About this exercise =>
Return the whole listing exactly as it stands.

Input =>
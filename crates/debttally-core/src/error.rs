//! Error types for debttally-core

use thiserror::Error;

/// Store-side failures. Aggregation itself has no failure modes on
/// well-formed input; malformed records are handled defensively instead.
#[derive(Error, Debug)]
pub enum CoreError {
    #[error("store lock poisoned")]
    StorePoisoned,

    #[error("store error: {message}")]
    Store { message: String },
}

/// Result type with CoreError
pub type CoreResult<T> = Result<T, CoreError>;
//! debttally command-line driver
//!
//! Reads one sentence per line from stdin, applies it to an in-memory
//! ledger, and prints per-counterparty summaries on demand.

use std::io::{self, BufRead, Write};
use std::path::PathBuf;
use std::str::FromStr;

use anyhow::{Context, Result};
use chrono::Utc;
use clap::Parser;
use log::{info, warn};

use debttally_config::Config;
use debttally_core::{summarize, DebtStore, DebtorSummary, MemoryDebtStore};
use debttally_interpreter::{AbbreviationTable, ParsedAction, SentenceInterpreter};
use debttally_utils::format_amount;

#[derive(Parser, Debug)]
#[command(name = "debttally", about = "Track peer-to-peer debts in plain sentences")]
struct Args {
    /// Path to the configuration file
    #[arg(short, long, default_value = "config.yaml")]
    config: PathBuf,

    /// Emit summaries as JSON instead of text
    #[arg(long)]
    json: bool,
}

fn main() -> Result<()> {
    let args = Args::parse();

    let config = match Config::load(&args.config) {
        Ok(config) => config,
        Err(e) => {
            // logging is not up yet, so the fallback notice goes to stderr
            eprintln!("config: {} (using defaults)", e);
            Config::default()
        }
    };
    init_logging(&config.logging.level);
    info!(
        "starting with grace period of {} days",
        config.ledger.grace_period_days
    );

    let table = match &config.abbreviations {
        Some(entries) => AbbreviationTable::new(entries.clone()),
        None => AbbreviationTable::default(),
    };
    let store = MemoryDebtStore::new();

    let stdin = io::stdin();
    let mut stdout = io::stdout();
    print!("> ");
    stdout.flush()?;
    for line in stdin.lock().lines() {
        let line = line.context("reading stdin")?;
        let trimmed = line.trim();
        match trimmed {
            "quit" | "exit" => break,
            "show" | "summary" => {
                print_summaries(&store, config.ledger.grace_period_days, args.json)?
            }
            _ => apply_line(&store, &table, trimmed),
        }
        print!("> ");
        stdout.flush()?;
    }
    println!();
    print_summaries(&store, config.ledger.grace_period_days, args.json)?;
    Ok(())
}

fn init_logging(level: &str) {
    let filter = log::LevelFilter::from_str(level).unwrap_or(log::LevelFilter::Info);
    env_logger::Builder::from_default_env()
        .filter_level(filter)
        .init();
}

/// Interpret one sentence and apply the resulting action to the store.
/// Interpreter and store errors are reported to the user, never fatal.
fn apply_line(store: &MemoryDebtStore, table: &AbbreviationTable, line: &str) {
    match SentenceInterpreter::interpret_with(line, table) {
        Ok(ParsedAction::Add(draft)) => match store.add_draft(draft, Utc::now()) {
            Ok(record) => {
                let what = match (&record.amount, &record.item) {
                    (Some(amount), _) => format_amount(amount),
                    (None, Some(item)) => item.clone(),
                    (None, None) => "nothing".to_string(),
                };
                println!(
                    "logged: {} {} ({})",
                    record.direction, what, record.counterparty
                );
            }
            Err(e) => eprintln!("error: {}", e),
        },
        Ok(ParsedAction::Settle { counterparty }) => match store.settle_all(&counterparty) {
            Ok(0) => println!("nothing open with {}", counterparty),
            Ok(n) => println!("settled {} record(s) with {}", n, counterparty),
            Err(e) => eprintln!("error: {}", e),
        },
        Err(e) => {
            warn!("unrecognized input: {:?}", line);
            eprintln!("{}", e);
        }
    }
}

fn print_summaries(store: &MemoryDebtStore, grace_period_days: i64, json: bool) -> Result<()> {
    let records = store.fetch_all()?;
    let mut summaries = summarize(&records, Utc::now(), grace_period_days);
    // largest balances first
    summaries.sort_by(|a, b| b.total.cmp(&a.total));

    if json {
        println!("{}", serde_json::to_string_pretty(&summaries)?);
        return Ok(());
    }
    if summaries.is_empty() {
        println!("no open debts");
        return Ok(());
    }
    for summary in &summaries {
        print_summary(summary);
    }
    Ok(())
}

fn print_summary(summary: &DebtorSummary) {
    let direction = if summary.owes_me {
        "owes you"
    } else {
        "you owe"
    };
    let mut line = format!(
        "{}: {} {}",
        summary.name,
        direction,
        format_amount(&summary.total.abs())
    );
    if !summary.accrued_interest.is_zero() {
        line.push_str(&format!(
            " (incl. {} interest)",
            format_amount(&summary.accrued_interest)
        ));
    }
    if summary.overdue {
        line.push_str(&format!(" OVERDUE {} days", summary.days_overdue));
    }
    println!("{}", line);
    for item in &summary.items {
        let mut item_line = format!("  {} {}", item.direction, item.name);
        if item.overdue {
            item_line.push_str(&format!(" OVERDUE {} days", item.days_overdue));
        } else if let Some(due) = item.due_date {
            item_line.push_str(&format!(" due {}", due.format("%Y-%m-%d")));
        }
        println!("{}", item_line);
    }
    if let Some(note) = &summary.note {
        println!("  note: {}", note);
    }
}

Exercise result =>
filename crates/debttally-core/src/error.rs
//! Error types for debttally-core

use thiserror::Error;

/// Store-side failures. Aggregation itself has no failure modes on
/// well-formed input; malformed records are handled defensively instead.
#[derive(Error, Debug)]
pub enum CoreError {
    #[error("store lock poisoned")]
    StorePoisoned,

    #[error("store error: {message}")]
    Store { message: String },
}

/// Result type with CoreError
pub type CoreResult<T> = Result<T, CoreError>;
//! debttally command-line driver
//!
//! Reads one sentence per line from stdin, applies it to an in-memory
//! ledger, and prints per-counterparty summaries on demand.

use std::io::{self, BufRead, Write};
use std::path::PathBuf;
use std::str::FromStr;

use anyhow::{Context, Result};
use chrono::Utc;
use clap::Parser;
use log::{info, warn};

use debttally_config::Config;
use debttally_core::{summarize, DebtStore, DebtorSummary, MemoryDebtStore};
use debttally_interpreter::{AbbreviationTable, ParsedAction, SentenceInterpreter};
use debttally_utils::format_amount;

#[derive(Parser, Debug)]
#[command(name = "debttally", about = "Track peer-to-peer debts in plain sentences")]
struct Args {
    /// Path to the configuration file
    #[arg(short, long, default_value = "config.yaml")]
    config: PathBuf,

    /// Emit summaries as JSON instead of text
    #[arg(long)]
    json: bool,
}

fn main() -> Result<()> {
    let args = Args::parse();

    let config = match Config::load(&args.config) {
        Ok(config) => config,
        Err(e) => {
            // logging is not up yet, so the fallback notice goes to stderr
            eprintln!("config: {} (using defaults)", e);
            Config::default()
        }
    };
    init_logging(&config.logging.level);
    info!(
        "starting with grace period of {} days",
        config.ledger.grace_period_days
    );

    let table = match &config.abbreviations {
        Some(entries) => AbbreviationTable::new(entries.clone()),
        None => AbbreviationTable::default(),
    };
    let store = MemoryDebtStore::new();

    let stdin = io::stdin();
    let mut stdout = io::stdout();
    print!("> ");
    stdout.flush()?;
    for line in stdin.lock().lines() {
        let line = line.context("reading stdin")?;
        let trimmed = line.trim();
        match trimmed {
            "quit" | "exit" => break,
            "show" | "summary" => {
                print_summaries(&store, config.ledger.grace_period_days, args.json)?
            }
            _ => apply_line(&store, &table, trimmed),
        }
        print!("> ");
        stdout.flush()?;
    }
    println!();
    print_summaries(&store, config.ledger.grace_period_days, args.json)?;
    Ok(())
}

fn init_logging(level: &str) {
    let filter = log::LevelFilter::from_str(level).unwrap_or(log::LevelFilter::Info);
    env_logger::Builder::from_default_env()
        .filter_level(filter)
        .init();
}

/// Interpret one sentence and apply the resulting action to the store.
/// Interpreter and store errors are reported to the user, never fatal.
fn apply_line(store: &MemoryDebtStore, table: &AbbreviationTable, line: &str) {
    match SentenceInterpreter::interpret_with(line, table) {
        Ok(ParsedAction::Add(draft)) => match store.add_draft(draft, Utc::now()) {
            Ok(record) => {
                let what = match (&record.amount, &record.item) {
                    (Some(amount), _) => format_amount(amount),
                    (None, Some(item)) => item.clone(),
                    (None, None) => "nothing".to_string(),
                };
                println!(
                    "logged: {} {} ({})",
                    record.direction, what, record.counterparty
                );
            }
            Err(e) => eprintln!("error: {}", e),
        },
        Ok(ParsedAction::Settle { counterparty }) => match store.settle_all(&counterparty) {
            Ok(0) => println!("nothing open with {}", counterparty),
            Ok(n) => println!("settled {} record(s) with {}", n, counterparty),
            Err(e) => eprintln!("error: {}", e),
        },
        Err(e) => {
            warn!("unrecognized input: {:?}", line);
            eprintln!("{}", e);
        }
    }
}

fn print_summaries(store: &MemoryDebtStore, grace_period_days: i64, json: bool) -> Result<()> {
    let records = store.fetch_all()?;
    let mut summaries = summarize(&records, Utc::now(), grace_period_days);
    // largest balances first
    summaries.sort_by(|a, b| b.total.cmp(&a.total));

    if json {
        println!("{}", serde_json::to_string_pretty(&summaries)?);
        return Ok(());
    }
    if summaries.is_empty() {
        println!("no open debts");
        return Ok(());
    }
    for summary in &summaries {
        print_summary(summary);
    }
    Ok(())
}

fn print_summary(summary: &DebtorSummary) {
    let direction = if summary.owes_me {
        "owes you"
    } else {
        "you owe"
    };
    let mut line = format!(
        "{}: {} {}",
        summary.name,
        direction,
        format_amount(&summary.total.abs())
    );
    if !summary.accrued_interest.is_zero() {
        line.push_str(&format!(
            " (incl. {} interest)",
            format_amount(&summary.accrued_interest)
        ));
    }
    if summary.overdue {
        line.push_str(&format!(" OVERDUE {} days", summary.days_overdue));
    }
    println!("{}", line);
    for item in &summary.items {
        let mut item_line = format!("  {} {}", item.direction, item.name);
        if item.overdue {
            item_line.push_str(&format!(" OVERDUE {} days", item.days_overdue));
        } else if let Some(due) = item.due_date {
            item_line.push_str(&format!(" due {}", due.format("%Y-%m-%d")));
        }
        println!("{}", item_line);
    }
    if let Some(note) = &summary.note {
        println!("  note: {}", note);
    }
}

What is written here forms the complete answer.